Quand Automne en saison revient, la forêt met sa robe rousse et les glands tombent sur la mousse où dansent en rond les lapins. Les souris font de grands festins pendant que les champignons poussent. Ah, que la vie est douce, douce, quand Automne en saison revient ! [18]

 

De même, les scènes de ville du Gargantua – telles l’épouvante des habitants au cri du prince à la voix de Stentor (p. 31) et l’entrée des troupes gargantuines menées par frère Jean dans la Roche-Clermaud (p. 57) – présentent des analogies frappantes, dans Le Joueur de flûte de Hamelin réalisé pendant la guerre (1942), avec les images de la ville de Hamelin ravagée par les rats ou traversée par leur troupe compacte que le joueur de flûte attire à l’extérieur [19]. Dans ces scènes urbaines du Gargantua, on remarquera enfin l’absence de Notre-Dame : l’histoire s’incarne sur la place du village ou du quartier, dans un espace universel.

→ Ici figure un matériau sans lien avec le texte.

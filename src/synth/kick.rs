// syn-kick -- a 909-style kick drum synthesizer
// Copyright (C) 2020  Fabian Thorand
//
// This program is free software: you can redistribute it and/or modify
// it under the terms of the GNU General Public License as published by
// the Free Software Foundation.
//
// A copy of the license can be found in the LICENSE file in the root of
// this repository.

//! A 909-style kick drum: a sine oscillator swept from a high "thwack" down to
//! a low body frequency, shaped by a linear attack-decay envelope and topped
//! with a short click at the onset.

use super::envelope::{ramp_step, AttackDecay, Rise};
use super::oscillator::SineOscillator;
use crate::wave::SampleBuffer;

/// Length of the onset click in seconds.
pub const CLICK_DURATION: f64 = 0.0005;

/// Offset added to the oscillator output while the click is sounding.
pub const CLICK_OFFSET: f64 = 0.5;

/// The four knobs of the kick.
///
/// Each knob is meant to be turned between 0.0 and 1.0, but values outside that
/// range are not rejected. They simply extrapolate the formulas in [`KickTiming`],
/// e.g. a negative `attack` shortens the attack further and a large `tune` pushes
/// the body frequency above the usual 40-80 Hz.
#[derive(Debug, Clone, Copy, PartialEq)]
pub struct KickParams {
    /// Pitch of both the body and the initial transient.
    pub tune: f64,
    /// Length of the amplitude attack, from about 1 ms to about 6 ms.
    pub attack: f64,
    /// Length of the amplitude decay and the pitch sweep, from about 150 ms to about 450 ms.
    pub decay: f64,
    /// Output gain.
    pub level: f64,
}

impl KickParams {
    pub fn new(tune: f64, attack: f64, decay: f64, level: f64) -> Self {
        Self {
            tune,
            attack,
            decay,
            level,
        }
    }
}

/// Timing and frequencies derived from [`KickParams`] at a given sample rate.
///
/// ```
/// use syn_kick::synth::kick::*;
///
/// let timing = KickTiming::new(&KickParams::new(0.5, 0.0, 0.5, 1.0), 48000.0);
/// assert_eq!(timing.attack_samples, 48);
/// assert_eq!(timing.decay_samples, 14400);
/// assert_eq!(timing.click_samples, 24);
/// assert_eq!(timing.base_frequency, 60.0);
/// assert_eq!(timing.start_frequency, 400.0);
/// ```
#[derive(Debug, Clone, PartialEq)]
pub struct KickTiming {
    /// Attack time in seconds.
    pub attack_time: f64,
    /// Decay time in seconds, also the duration of the pitch sweep.
    pub decay_time: f64,
    /// Frequency the pitch settles on.
    pub base_frequency: f64,
    /// Frequency the pitch sweep starts at.
    pub start_frequency: f64,
    pub attack_samples: usize,
    pub decay_samples: usize,
    pub click_samples: usize,
}

impl KickTiming {
    pub fn new(params: &KickParams, sample_rate: f64) -> Self {
        let attack_time = 0.001 + 0.005 * params.attack;
        let decay_time = 0.15 + 0.3 * params.decay;
        // `as` truncates towards zero and saturates, so negative durations end up as 0 samples.
        Self {
            attack_time,
            decay_time,
            base_frequency: 40.0 + 40.0 * params.tune,
            start_frequency: 300.0 + 200.0 * params.tune,
            attack_samples: (attack_time * sample_rate) as usize,
            decay_samples: (decay_time * sample_rate) as usize,
            click_samples: (CLICK_DURATION * sample_rate) as usize,
        }
    }

    /// Per-sample amplitude increment during the attack.
    pub fn attack_step(&self) -> f64 {
        ramp_step(self.attack_samples)
    }

    /// Per-sample amplitude decrement after the attack.
    pub fn decay_step(&self) -> f64 {
        ramp_step(self.decay_samples)
    }

    /// Per-sample increment of the pitch sweep.
    pub fn pitch_step(&self) -> f64 {
        ramp_step(self.decay_samples)
    }

    /// Oscillator frequency for a pitch envelope value between 0.0 (start) and 1.0 (settled).
    pub fn frequency(&self, pitch_envelope: f64) -> f64 {
        self.start_frequency * (1.0 - pitch_envelope) + self.base_frequency * pitch_envelope
    }
}

/// Endless stream of kick samples.
///
/// The stream never ends by itself; once the envelope has decayed it yields zeros.
/// Apart from the samples, the state of the envelopes after the most recent sample
/// can be inspected.
#[derive(Debug, Clone)]
pub struct KickVoice {
    timing: KickTiming,
    level: f64,
    amplitude: AttackDecay,
    pitch: Rise,
    oscillator: SineOscillator,
    frequency: f64,
    current_sample: usize,
}

impl KickVoice {
    pub fn new(params: KickParams, sample_rate: f64) -> Self {
        let timing = KickTiming::new(&params, sample_rate);
        Self {
            amplitude: AttackDecay::new(timing.attack_samples, timing.decay_samples),
            pitch: Rise::new(timing.decay_samples),
            oscillator: SineOscillator::new(sample_rate),
            frequency: timing.start_frequency,
            level: params.level,
            current_sample: 0,
            timing,
        }
    }

    pub fn timing(&self) -> &KickTiming {
        &self.timing
    }

    /// Number of samples generated so far.
    pub fn position(&self) -> usize {
        self.current_sample
    }

    /// Amplitude envelope applied to the most recent sample.
    pub fn amplitude(&self) -> f64 {
        self.amplitude.level()
    }

    /// Pitch envelope (0.0 at the start frequency, 1.0 at the base frequency)
    /// of the most recent sample.
    pub fn pitch_envelope(&self) -> f64 {
        self.pitch.level()
    }

    /// Oscillator frequency used for the most recent sample.
    pub fn frequency(&self) -> f64 {
        self.frequency
    }

    fn sample(&mut self) -> f64 {
        let amplitude = self.amplitude.step();
        let pitch = self.pitch.step();
        self.frequency = self.timing.frequency(pitch);

        let mut value = self.oscillator.next_sample(self.frequency);
        if self.current_sample < self.timing.click_samples {
            value += CLICK_OFFSET;
        }
        self.current_sample = self.current_sample.saturating_add(1);

        // No clipping: the click and `level` may push the value outside of [-1, 1].
        value * (amplitude * self.level)
    }
}

impl Iterator for KickVoice {
    type Item = f64;

    fn next(&mut self) -> Option<f64> {
        Some(self.sample())
    }

    fn size_hint(&self) -> (usize, Option<usize>) {
        (usize::MAX, None)
    }
}

/// Render `sample_count` samples of a kick at `sample_rate` samples per second.
///
/// This never fails and always yields exactly `sample_count` samples. Pathological
/// parameters degrade the sound. The samples stay finite as long as `sample_rate`
/// is positive and the resulting frequencies and `level` are far from the limits
/// of `f64`; otherwise the phase overflows and the output turns into NaN.
///
/// ```
/// use syn_kick::synth::kick::*;
///
/// let params = KickParams::new(0.5, 0.0, 0.5, 1.0);
/// let buffer = synthesize(params, 48000, 48000.0);
/// assert_eq!(buffer.len(), 48000);
/// assert_eq!(buffer, synthesize(params, 48000, 48000.0));
/// ```
pub fn synthesize(params: KickParams, sample_count: usize, sample_rate: f64) -> SampleBuffer {
    let mut buffer = SampleBuffer::new(sample_count);
    let filled = buffer.fill_from(KickVoice::new(params, sample_rate));
    debug_assert_eq!(filled, sample_count);
    buffer
}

On peut enfin supposer que Samivel a pu être intéressé par les passages qui signalaient explicitement une structure de spectacle, telle la précision « et le faisoit bon veoir » (G, VII, 23), ou « il était agréable à voir » (chap. 1, p. 6) à propos de la charrette de Gargantua, ou la dimension théâtrale évidente de la harangue de Janotus de Bragmardo. Ce dernier est ainsi représenté en pleine page (p. 19), de trois-quarts dos, au premier plan, en guenilles, toussant sur son parchemin, tandis que, face à nous, Gargantua, assis sur son trône, et ses gens, sur des bancs, occupent tout le fond de la salle, et pouffent en le contemplant. Samivel inverse ici le dispositif du spectacle : il nous installe en coulisses d’une mise en scène dont les spectateurs seraient le centre, voire sur la scène même, en suivants de Janotus. Un dallage de carreaux noirs et blancs, auquel font écho les losanges des vitres des fenêtres et les lignes horizontales des poutres, unit l’orateur, debout sur une dalle blanche, à son auditoire en une perspective imposante. Ou plutôt, en dépit des codes de la perspective, le roi occupe une place bien plus grande que Janotus, et le dallage donne la mesure de cette disproportion : Gargantua est plus de trois fois plus large que l’orateur et son trône occupe la largeur de cinq dalles. Des pichets, un tabouret et des livres de tailles diverses disposés négligemment sur les dalles renforcent l’effet de perspective en achevant de désorienter nos réflexes : sur le côté gauche de la salle, un livre minuscule apparaît devant un livre grand comme la fenêtre au-dessus de lui, un pichet moyen devant un broc énorme, aux pieds de Gargantua. Et, si tant est que ce dallage évoque un échiquier, alors Janotus semble bien en être le fou !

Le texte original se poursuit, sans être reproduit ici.